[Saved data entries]
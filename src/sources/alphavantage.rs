//! Alpha Vantage API client for daily stock prices.
//!
//! Primary price source. The free tier is heavily rate limited
//! (25 requests/day, 5/minute); a throttled call returns HTTP 200 with a
//! `Note` or `Information` message instead of data.

use async_trait::async_trait;
use chrono::NaiveDate;
use reqwest::Client;
use serde::Deserialize;
use std::collections::HashMap;
use tracing::debug;

use crate::error::ProviderError;
use crate::services::fallback::Provider;
use crate::types::{PricePoint, PriceSeries, PriceSource};

const ALPHA_VANTAGE_URL: &str = "https://www.alphavantage.co/query";

/// Time series daily response.
#[derive(Debug, Clone, Deserialize)]
pub struct TimeSeriesDailyResponse {
    #[serde(rename = "Time Series (Daily)")]
    pub time_series: Option<HashMap<String, TimeSeriesDataPoint>>,
    #[serde(rename = "Note")]
    pub note: Option<String>,
    #[serde(rename = "Information")]
    pub information: Option<String>,
    #[serde(rename = "Error Message")]
    pub error_message: Option<String>,
}

/// Individual time series data point. Only the close is used.
#[derive(Debug, Clone, Deserialize)]
pub struct TimeSeriesDataPoint {
    #[serde(rename = "4. close")]
    pub close: String,
}

impl TimeSeriesDailyResponse {
    /// Convert into a normalized series.
    pub fn into_series(self) -> Result<PriceSeries, ProviderError> {
        let time_series = match self.time_series {
            Some(series) => series,
            None => {
                let reason = self.error_message.or(self.note).or(self.information);
                return Err(match reason {
                    Some(msg) => ProviderError::Rejected(msg),
                    None => ProviderError::MissingField("Time Series (Daily)"),
                });
            }
        };

        // Map order is arbitrary; PriceSeries sorts.
        let points = time_series
            .into_iter()
            .filter_map(|(date_str, point)| {
                let date = NaiveDate::parse_from_str(&date_str, "%Y-%m-%d").ok()?;
                let close = point.close.trim().parse().ok()?;
                Some(PricePoint::new(date, close))
            })
            .collect();

        PriceSeries::new(points, PriceSource::AlphaVantage)
    }
}

/// Alpha Vantage API client.
pub struct AlphaVantageClient {
    client: Client,
    api_key: String,
    base_url: String,
}

impl AlphaVantageClient {
    /// Create a new Alpha Vantage client.
    pub fn new(client: Client, api_key: String) -> Self {
        Self::with_base_url(client, api_key, ALPHA_VANTAGE_URL.to_string())
    }

    /// Create a client against a different endpoint.
    pub fn with_base_url(client: Client, api_key: String, base_url: String) -> Self {
        Self {
            client,
            api_key,
            base_url,
        }
    }

    /// Get the compact (last 100 days) daily series.
    pub async fn get_daily_time_series(&self, symbol: &str) -> Result<PriceSeries, ProviderError> {
        debug!("Fetching Alpha Vantage daily series for {}", symbol);

        let response = self
            .client
            .get(&self.base_url)
            .query(&[
                ("function", "TIME_SERIES_DAILY"),
                ("symbol", symbol),
                ("outputsize", "compact"),
                ("apikey", self.api_key.as_str()),
            ])
            .send()
            .await?;

        if !response.status().is_success() {
            return Err(ProviderError::Status(response.status()));
        }

        let data: TimeSeriesDailyResponse = response
            .json()
            .await
            .map_err(|e| ProviderError::Parse(e.to_string()))?;

        data.into_series()
    }
}

#[async_trait]
impl Provider<PriceSeries> for AlphaVantageClient {
    fn name(&self) -> &str {
        "AlphaVantage"
    }

    async fn fetch(&self, ticker: &str) -> Result<PriceSeries, ProviderError> {
        self.get_daily_time_series(ticker).await
    }
}
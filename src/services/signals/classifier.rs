//! Rule-based signal classification.

use crate::types::{SentimentResult, SignalLabel, SignalThresholds, TradingSignal};

/// Classify from the current RSI and scored headlines.
///
/// Headlines count only when their confidence is strictly above
/// `thresholds.sentiment_threshold`. Bullish news is checked before bearish
/// news, so when both are present the result is BUY or STRONG_BUY.
pub fn classify(
    current_rsi: f64,
    sentiments: &[SentimentResult],
    thresholds: &SignalThresholds,
) -> TradingSignal {
    let threshold = thresholds.sentiment_threshold;
    let bullish = sentiments.iter().filter(|s| s.is_bullish(threshold)).count();
    let bearish = sentiments.iter().filter(|s| s.is_bearish(threshold)).count();

    if bullish > 0 {
        if current_rsi < thresholds.oversold_rsi {
            return TradingSignal::new(
                SignalLabel::StrongBuy,
                format!("{} bullish news + Oversold (RSI: {:.1})", bullish, current_rsi),
            );
        }
        return TradingSignal::new(SignalLabel::Buy, format!("{} bullish news", bullish));
    }

    if bearish > 0 {
        if current_rsi > thresholds.overbought_rsi {
            return TradingSignal::new(
                SignalLabel::Sell,
                format!("{} bearish news + Overbought (RSI: {:.1})", bearish, current_rsi),
            );
        }
        return TradingSignal::new(SignalLabel::Caution, format!("{} bearish news", bearish));
    }

    TradingSignal::new(SignalLabel::Hold, "Market neutral")
}

/// Classify from RSI alone, for deployments without a news source.
pub fn classify_technical(current_rsi: f64, thresholds: &SignalThresholds) -> TradingSignal {
    if current_rsi < thresholds.oversold_rsi {
        TradingSignal::new(SignalLabel::Buy, format!("Oversold (RSI: {:.1})", current_rsi))
    } else if current_rsi > thresholds.overbought_rsi {
        TradingSignal::new(SignalLabel::Sell, format!("Overbought (RSI: {:.1})", current_rsi))
    } else {
        TradingSignal::new(SignalLabel::Hold, "Market neutral")
    }
}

§ **PROBLEM DESCRIPTION**
Your output must be an exact copy of every entry.

§ **RESPONSE**
filename src/sources/alphavantage.rs
//! Alpha Vantage API client for daily stock prices.
//!
//! Primary price source. The free tier is heavily rate limited
//! (25 requests/day, 5/minute); a throttled call returns HTTP 200 with a
//! `Note` or `Information` message instead of data.

use async_trait::async_trait;
use chrono::NaiveDate;
use reqwest::Client;
use serde::Deserialize;
use std::collections::HashMap;
use tracing::debug;

use crate::error::ProviderError;
use crate::services::fallback::Provider;
use crate::types::{PricePoint, PriceSeries, PriceSource};

const ALPHA_VANTAGE_URL: &str = "https://www.alphavantage.co/query";

/// Time series daily response.
#[derive(Debug, Clone, Deserialize)]
pub struct TimeSeriesDailyResponse {
    #[serde(rename = "Time Series (Daily)")]
    pub time_series: Option<HashMap<String, TimeSeriesDataPoint>>,
    #[serde(rename = "Note")]
    pub note: Option<String>,
    #[serde(rename = "Information")]
    pub information: Option<String>,
    #[serde(rename = "Error Message")]
    pub error_message: Option<String>,
}

/// Individual time series data point. Only the close is used.
#[derive(Debug, Clone, Deserialize)]
pub struct TimeSeriesDataPoint {
    #[serde(rename = "4. close")]
    pub close: String,
}

impl TimeSeriesDailyResponse {
    /// Convert into a normalized series.
    pub fn into_series(self) -> Result<PriceSeries, ProviderError> {
        let time_series = match self.time_series {
            Some(series) => series,
            None => {
                let reason = self.error_message.or(self.note).or(self.information);
                return Err(match reason {
                    Some(msg) => ProviderError::Rejected(msg),
                    None => ProviderError::MissingField("Time Series (Daily)"),
                });
            }
        };

        // Map order is arbitrary; PriceSeries sorts.
        let points = time_series
            .into_iter()
            .filter_map(|(date_str, point)| {
                let date = NaiveDate::parse_from_str(&date_str, "%Y-%m-%d").ok()?;
                let close = point.close.trim().parse().ok()?;
                Some(PricePoint::new(date, close))
            })
            .collect();

        PriceSeries::new(points, PriceSource::AlphaVantage)
    }
}

/// Alpha Vantage API client.
pub struct AlphaVantageClient {
    client: Client,
    api_key: String,
    base_url: String,
}

impl AlphaVantageClient {
    /// Create a new Alpha Vantage client.
    pub fn new(client: Client, api_key: String) -> Self {
        Self::with_base_url(client, api_key, ALPHA_VANTAGE_URL.to_string())
    }

    /// Create a client against a different endpoint.
    pub fn with_base_url(client: Client, api_key: String, base_url: String) -> Self {
        Self {
            client,
            api_key,
            base_url,
        }
    }

    /// Get the compact (last 100 days) daily series.
    pub async fn get_daily_time_series(&self, symbol: &str) -> Result<PriceSeries, ProviderError> {
        debug!("Fetching Alpha Vantage daily series for {}", symbol);

        let response = self
            .client
            .get(&self.base_url)
            .query(&[
                ("function", "TIME_SERIES_DAILY"),
                ("symbol", symbol),
                ("outputsize", "compact"),
                ("apikey", self.api_key.as_str()),
            ])
            .send()
            .await?;

        if !response.status().is_success() {
            return Err(ProviderError::Status(response.status()));
        }

        let data: TimeSeriesDailyResponse = response
            .json()
            .await
            .map_err(|e| ProviderError::Parse(e.to_string()))?;

        data.into_series()
    }
}

#[async_trait]
impl Provider<PriceSeries> for AlphaVantageClient {
    fn name(&self) -> &str {
        "AlphaVantage"
    }

    async fn fetch(&self, ticker: &str) -> Result<PriceSeries, ProviderError> {
        self.get_daily_time_series(ticker).await
    }
}
filename src/services/signals/classifier.rs
//! Rule-based signal classification.

use crate::types::{SentimentResult, SignalLabel, SignalThresholds, TradingSignal};

/// Classify from the current RSI and scored headlines.
///
/// Headlines count only when their confidence is strictly above
/// `thresholds.sentiment_threshold`. Bullish news is checked before bearish
/// news, so when both are present the result is BUY or STRONG_BUY.
pub fn classify(
    current_rsi: f64,
    sentiments: &[SentimentResult],
    thresholds: &SignalThresholds,
) -> TradingSignal {
    let threshold = thresholds.sentiment_threshold;
    let bullish = sentiments.iter().filter(|s| s.is_bullish(threshold)).count();
    let bearish = sentiments.iter().filter(|s| s.is_bearish(threshold)).count();

    if bullish > 0 {
        if current_rsi < thresholds.oversold_rsi {
            return TradingSignal::new(
                SignalLabel::StrongBuy,
                format!("{} bullish news + Oversold (RSI: {:.1})", bullish, current_rsi),
            );
        }
        return TradingSignal::new(SignalLabel::Buy, format!("{} bullish news", bullish));
    }

    if bearish > 0 {
        if current_rsi > thresholds.overbought_rsi {
            return TradingSignal::new(
                SignalLabel::Sell,
                format!("{} bearish news + Overbought (RSI: {:.1})", bearish, current_rsi),
            );
        }
        return TradingSignal::new(SignalLabel::Caution, format!("{} bearish news", bearish));
    }

    TradingSignal::new(SignalLabel::Hold, "Market neutral")
}

/// Classify from RSI alone, for deployments without a news source.
pub fn classify_technical(current_rsi: f64, thresholds: &SignalThresholds) -> TradingSignal {
    if current_rsi < thresholds.oversold_rsi {
        TradingSignal::new(SignalLabel::Buy, format!("Oversold (RSI: {:.1})", current_rsi))
    } else if current_rsi > thresholds.overbought_rsi {
        TradingSignal::new(SignalLabel::Sell, format!("Overbought (RSI: {:.1})", current_rsi))
    } else {
        TradingSignal::new(SignalLabel::Hold, "Market neutral")
    }
}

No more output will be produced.